Portrait itself brought an agglomeration of previous acquisitions, having expanded its original customer relationship management system by purchasing Quadstone analytics in 2005 and Million Handshakes marketing automation in 2008. Their descendants are now modules within integrated Portrait suite, including Portrait Explorer (visualization), Miner (predictive modeling), Uplift (model-based treatment selection), Foundation (data access and integration), Dialogue (multi-step outbound campaigns), and Interaction Optimizer (real-time decisions).
Dialogue and Interaction Optimizer are closely linked, sharing a user interface for campaign definition and both using Foundation to connect with external systems. The interface, called HQ, lets marketers define a hierarchy of campaigns linked to multiple marketing activities, which in turn contain multiple channels and offers. Offers are linked to products, which have customer-level eligibility criteria.

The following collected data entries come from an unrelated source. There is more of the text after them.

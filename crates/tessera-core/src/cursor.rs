#![forbid(unsafe_code)]

//! Cursor shapes requested from the host.
//!
//! The engine only decides *which* cursor is appropriate; bitmap selection
//! and platform calls stay with the host.

use serde::{Deserialize, Serialize};

/// Cursor shape a host should display over the container.
#[derive(Debug, Clone, Copy, PartialEq, Eq, Hash, Default, Serialize, Deserialize)]
#[serde(rename_all = "snake_case")]
pub enum CursorKind {
    /// The host's normal pointer.
    #[default]
    Default,
    /// Horizontal resize (dragging a vertical edge left/right).
    ResizeH,
    /// Vertical resize (dragging a horizontal edge up/down).
    ResizeV,
    /// Two-axis move (dragging an intersection of edges).
    Move,
}

impl CursorKind {
    /// Whether this cursor advertises a resize affordance.
    #[must_use]
    pub const fn is_resize(self) -> bool {
        !matches!(self, Self::Default)
    }
}

#[cfg(test)]
mod tests {
    use super::CursorKind;

    #[test]
    fn default_is_not_resize() {
        assert_eq!(CursorKind::default(), CursorKind::Default);
        assert!(!CursorKind::Default.is_resize());
        assert!(CursorKind::Move.is_resize());
    }

    #[test]
    fn serializes_snake_case() {
        let json = serde_json::to_string(&CursorKind::ResizeH).expect("serialize");
        assert_eq!(json, "\"resize_h\"");
    }
}
//! End-to-end scenarios for edge drags and container resizes.
//!
//! Each test builds a small layout through the public API, drives it the way
//! a host would, and checks the resulting geometry and invariants.

use tessera_core::event::{Event, PointerEvent};
use tessera_core::geometry::{Point, Rect, Size};
use tessera_tile::{
    CallbackReason, DragEffect, EdgeTarget, RecordingHost, RegionId, Tile, TileConfig,
};

fn tile_with(
    config: TileConfig,
    container: Rect,
    rects: &[Rect],
) -> (Tile<usize>, Vec<RegionId>) {
    let mut tile = Tile::new(container, config).expect("valid config");
    let ids = rects
        .iter()
        .enumerate()
        .map(|(idx, rect)| tile.add_region(idx, *rect))
        .collect();
    tile.take_dirty();
    (tile, ids)
}

fn bounds(tile: &Tile<usize>) -> Vec<Rect> {
    tile.regions().map(|region| region.bounds()).collect()
}

fn assert_clean(tile: &Tile<usize>) {
    let report = tile.invariant_report();
    assert!(!report.has_errors(), "invariants broken: {:?}", report.issues);
}

#[test]
fn split_drag_clamps_at_neighbor_minimum() {
    let (mut tile, ids) = tile_with(
        TileConfig::default().with_size_range(50, 50),
        Rect::new(0, 0, 300, 300),
        &[Rect::new(0, 0, 150, 300), Rect::new(150, 0, 150, 300)],
    );

    let achieved = tile
        .move_intersection(EdgeTarget::vertical(150), Point::new(280, 150))
        .expect("commit");

    assert_eq!(achieved, EdgeTarget::vertical(250));
    assert_eq!(tile.region_bounds(ids[0]), Some(Rect::new(0, 0, 250, 300)));
    assert_eq!(tile.region_bounds(ids[1]), Some(Rect::new(250, 0, 50, 300)));
    assert_eq!(tile.take_dirty(), ids);
    assert_clean(&tile);
}

#[test]
fn chained_neighbors_are_pushed_to_their_minimums() {
    let (mut tile, ids) = tile_with(
        TileConfig::default().with_size_range(50, 50),
        Rect::new(0, 0, 200, 100),
        &[
            Rect::new(0, 0, 67, 100),
            Rect::new(67, 0, 66, 100),
            Rect::new(133, 0, 67, 100),
        ],
    );

    let achieved = tile
        .move_intersection(EdgeTarget::vertical(67), Point::new(190, 0))
        .expect("commit");

    assert_eq!(achieved, EdgeTarget::vertical(100));
    assert_eq!(tile.region_bounds(ids[0]).map(|r| r.width), Some(100));
    assert_eq!(tile.region_bounds(ids[1]), Some(Rect::new(100, 0, 50, 100)));
    assert_eq!(tile.region_bounds(ids[2]), Some(Rect::new(150, 0, 50, 100)));
    assert_clean(&tile);
}

#[test]
fn anchor_absorbs_container_growth() {
    let (mut tile, ids) = tile_with(
        TileConfig::default().with_size_range(4, 4),
        Rect::new(0, 0, 300, 300),
        &[Rect::new(0, 0, 150, 300), Rect::new(150, 0, 150, 300)],
    );
    assert!(tile.set_anchor(ids[1]));

    let achieved = tile
        .resize_container(Rect::new(0, 0, 400, 350))
        .expect("resize");

    assert_eq!(achieved, Rect::new(0, 0, 400, 350));
    assert_eq!(tile.region_bounds(ids[0]), Some(Rect::new(0, 0, 150, 350)));
    assert_eq!(tile.region_bounds(ids[1]), Some(Rect::new(150, 0, 250, 350)));
    assert_clean(&tile);
}

#[test]
fn zero_width_marker_only_changes_position() {
    let (mut tile, ids) = tile_with(
        TileConfig::default().with_size_range(4, 4),
        Rect::new(0, 0, 300, 300),
        &[
            Rect::new(0, 0, 150, 300),
            Rect::new(150, 0, 150, 300),
            Rect::new(100, 0, 0, 300),
        ],
    );

    let achieved = tile
        .move_intersection(EdgeTarget::vertical(100), Point::new(120, 0))
        .expect("commit");

    assert_eq!(achieved, EdgeTarget::vertical(120));
    assert_eq!(tile.take_dirty(), vec![ids[2]]);
    assert_eq!(
        bounds(&tile),
        vec![
            Rect::new(0, 0, 150, 300),
            Rect::new(150, 0, 150, 300),
            Rect::new(120, 0, 0, 300),
        ]
    );
}

#[test]
fn moving_an_edge_onto_itself_changes_nothing() {
    let rects = [
        Rect::new(0, 0, 100, 100),
        Rect::new(100, 0, 100, 100),
        Rect::new(0, 100, 200, 100),
    ];
    for config in [TileConfig::default(), TileConfig::default().with_size_range(30, 30)] {
        let (mut tile, _ids) = tile_with(config, Rect::new(0, 0, 200, 200), &rects);
        for target in [
            EdgeTarget::vertical(100),
            EdgeTarget::horizontal(100),
            EdgeTarget::corner(100, 100),
        ] {
            let at = Point::new(target.x.unwrap_or(0), target.y.unwrap_or(0));
            let achieved = tile.move_intersection(target, at).expect("commit");
            assert_eq!(achieved, target);
            assert_eq!(bounds(&tile), rects.to_vec());
            assert!(tile.take_dirty().is_empty());
        }
    }
}

#[test]
fn container_boundary_lines_never_move() {
    let rects = [
        Rect::new(0, 0, 100, 100),
        Rect::new(100, 0, 100, 100),
        Rect::new(0, 100, 200, 100),
    ];
    for config in [TileConfig::default(), TileConfig::default().with_size_range(30, 30)] {
        let (mut tile, _ids) = tile_with(config, Rect::new(0, 0, 200, 200), &rects);
        for target in [
            EdgeTarget::vertical(0),
            EdgeTarget::vertical(200),
            EdgeTarget::horizontal(200),
            EdgeTarget::corner(200, 200),
        ] {
            let achieved = tile
                .move_intersection(target, Point::new(150, 150))
                .expect("commit");
            assert_eq!(achieved, target);
            assert_eq!(bounds(&tile), rects.to_vec());
        }

        // Only the interior line of a boundary corner moves.
        let achieved = tile
            .move_intersection(EdgeTarget::corner(100, 200), Point::new(130, 160))
            .expect("commit");
        assert_eq!(achieved, EdgeTarget::corner(130, 200));
        assert_eq!(bounds(&tile)[0], Rect::new(0, 0, 130, 100));
        assert_eq!(bounds(&tile)[2], Rect::new(0, 100, 200, 100));
        assert_clean(&tile);

        let mut host = RecordingHost::new();
        tile.handle_pointer_event(&PointerEvent::down(200, 50), &mut host);
        tile.handle_pointer_event(&PointerEvent::drag(170, 50), &mut host);
        tile.handle_pointer_event(&PointerEvent::up(170, 50), &mut host);
        assert_eq!(tile.bounds(), Rect::new(0, 0, 200, 200));
        assert_eq!(bounds(&tile)[1].right(), 200);
        assert_clean(&tile);
    }
}

#[test]
fn repeated_drags_converge_monotonically() {
    let (mut tile, _ids) = tile_with(
        TileConfig::default().with_size_range(40, 40),
        Rect::new(0, 0, 300, 100),
        &[
            Rect::new(0, 0, 100, 100),
            Rect::new(100, 0, 100, 100),
            Rect::new(200, 0, 100, 100),
        ],
    );

    let mut edge = 100;
    let mut history = Vec::new();
    for _ in 0..10 {
        let achieved = tile
            .move_intersection(EdgeTarget::vertical(edge), Point::new(edge + 30, 0))
            .expect("commit");
        let next = achieved.x.expect("x stays active");
        assert!(next >= edge, "edge moved backwards: {edge} -> {next}");
        history.push(next);
        edge = next;
    }
    assert_eq!(edge, 220);
    assert!(history.windows(2).all(|pair| pair[0] <= pair[1]));
    assert_eq!(history.last(), history.get(history.len() - 2));
    assert_clean(&tile);
}

#[test]
fn corner_drag_moves_both_edge_lines() {
    let (mut tile, ids) = tile_with(
        TileConfig::default().with_size_range(20, 20),
        Rect::new(0, 0, 200, 200),
        &[
            Rect::new(0, 0, 100, 100),
            Rect::new(100, 0, 100, 100),
            Rect::new(0, 100, 100, 100),
            Rect::new(100, 100, 100, 100),
        ],
    );
    let mut host = RecordingHost::new();

    assert!(tile.handle_pointer_event(&PointerEvent::down(101, 99), &mut host));
    assert!(tile.handle_pointer_event(&PointerEvent::drag(191, 9), &mut host));
    assert!(tile.handle_pointer_event(&PointerEvent::up(191, 9), &mut host));

    assert_eq!(tile.region_bounds(ids[0]), Some(Rect::new(0, 0, 180, 20)));
    assert_eq!(tile.region_bounds(ids[3]), Some(Rect::new(180, 20, 20, 180)));
    assert_eq!(
        host.callbacks().collect::<Vec<_>>(),
        vec![CallbackReason::Dragged, CallbackReason::Changed]
    );
    assert!(matches!(
        tile.last_transition().map(|t| t.effect),
        Some(DragEffect::Committed { .. })
    ));
    assert_clean(&tile);
}

#[test]
fn stacked_rows_move_together_on_a_shared_line() {
    let (mut tile, ids) = tile_with(
        TileConfig::default().with_size_range(10, 10),
        Rect::new(0, 0, 200, 200),
        &[
            Rect::new(0, 0, 100, 100),
            Rect::new(0, 100, 100, 100),
            Rect::new(100, 0, 100, 200),
        ],
    );

    tile.move_intersection(EdgeTarget::vertical(100), Point::new(60, 0))
        .expect("commit");

    assert_eq!(tile.region_bounds(ids[0]), Some(Rect::new(0, 0, 60, 100)));
    assert_eq!(tile.region_bounds(ids[1]), Some(Rect::new(0, 100, 60, 100)));
    assert_eq!(tile.region_bounds(ids[2]), Some(Rect::new(60, 0, 140, 200)));
    assert_clean(&tile);
}

#[test]
fn resize_event_pushes_new_bounds_to_host() {
    let (mut tile, ids) = tile_with(
        TileConfig::default(),
        Rect::new(0, 0, 200, 100),
        &[Rect::new(0, 0, 100, 100), Rect::new(100, 0, 100, 100)],
    );
    let mut host = RecordingHost::new();

    assert!(tile.handle_event(&Event::Resize(Rect::new(0, 0, 300, 100)), &mut host));

    assert_eq!(tile.bounds(), Rect::new(0, 0, 300, 100));
    assert_eq!(host.last_bounds(ids[1]), Some(Rect::new(100, 0, 200, 100)));
    assert_eq!(host.last_bounds(ids[0]), None);
    assert_clean(&tile);
}

#[test]
fn container_shrink_in_size_range_mode_is_clamped() {
    let (mut tile, _ids) = tile_with(
        TileConfig::default().with_size_range(60, 60),
        Rect::new(0, 0, 300, 200),
        &[
            Rect::new(0, 0, 150, 100),
            Rect::new(150, 0, 150, 100),
            Rect::new(0, 100, 300, 100),
        ],
    );

    let achieved = tile
        .resize_container(Rect::new(0, 0, 50, 50))
        .expect("resize");

    assert_eq!(achieved, Rect::new(0, 0, 120, 120));
    assert_eq!(tile.bounds(), achieved);
    assert!(tile.invariant_report().is_clean());
}

#[test]
fn host_minimums_feed_the_engine() {
    let (mut tile, ids) = tile_with(
        TileConfig::default().with_size_range(10, 10),
        Rect::new(0, 0, 300, 100),
        &[Rect::new(0, 0, 150, 100), Rect::new(150, 0, 150, 100)],
    );
    let host = RecordingHost::new().with_min_size(1, Size::new(120, 10));
    tile.sync_min_sizes(&host);

    let achieved = tile
        .move_intersection(EdgeTarget::vertical(150), Point::new(290, 0))
        .expect("commit");

    assert_eq!(achieved, EdgeTarget::vertical(180));
    assert_eq!(tile.region_bounds(ids[1]).map(|r| r.width), Some(120));
}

Marketing activities have budgets and response forecasts, which can be set for the activity as a whole or for each channel / message combination (called a treatment). An activity can be assigned an activity type, priority, and scoring rule, which are used to prioritize recommendations during inbound interactions. Activities can also be associated with tasks assigned to the user or others.
HQ provides dashboards showing a campaign calendar, personal and delegated tasks, and results by campaign, offer, and channel. The dashboard can be extended to include external data.
Recommendations in IO are based on marketing activities. Each recommendation has audience and message definitions. The audience can be defined by any combination of static lists, dynamic selections, and scoring rules. Messages belong to a single channel and provide content in a channel-specific format. The content may be an actual message or a pointer interpreted by the touchpoint. IO provides a HTML generator to create messages. These can be personalized with data from the customer record. Messages can be linked to offers, although this is optional.
When IO receives a recommendation request, it checks against the audience and offer definitions of all active recommendations to identify those that are available to the current customer in the current situation. It sorts the options based on activity type, priority, and scoring results, which can be applied in whatever sequence the user defined during campaign setup. More advanced prioritization could be built into the scoring rules but requires a modeling specialist. After the recommendation is selected, it is sent back to the touchpoint for delivery.
Scoring models can be created and automatically updated within IO or imported from external systems. The self-updating models are less accurate than batch built models but make sense where conditions change quickly or very large numbers of models are needed. External models can be created in Portrait’s own modeling tools or with third party software. Scores are calculated within IO using current data.
IO recommendations are generally called by an external touchpoint but can also be embedded within a Dialogue campaign flow, used to generate outbound campaigns. Dialogue provides a drag-and-drop flow builder with a broad range of capabilities to manage data, direct data flows, send messages, and access social media. Campaigns can execute as batch processes or events triggered by database stored procedures. Other Pitney Bowes product offer additional features for database management, data quality, and message creation.
Both IO and Dialogue are available as on-premise software or hosted by Pitney Bowes. Pricing of IO is based on the database size and number of channels supported. It starts around $75,000 for a 100,000 row database for one channel for a perpetual on-premise license. The system has fewer than 50 installations.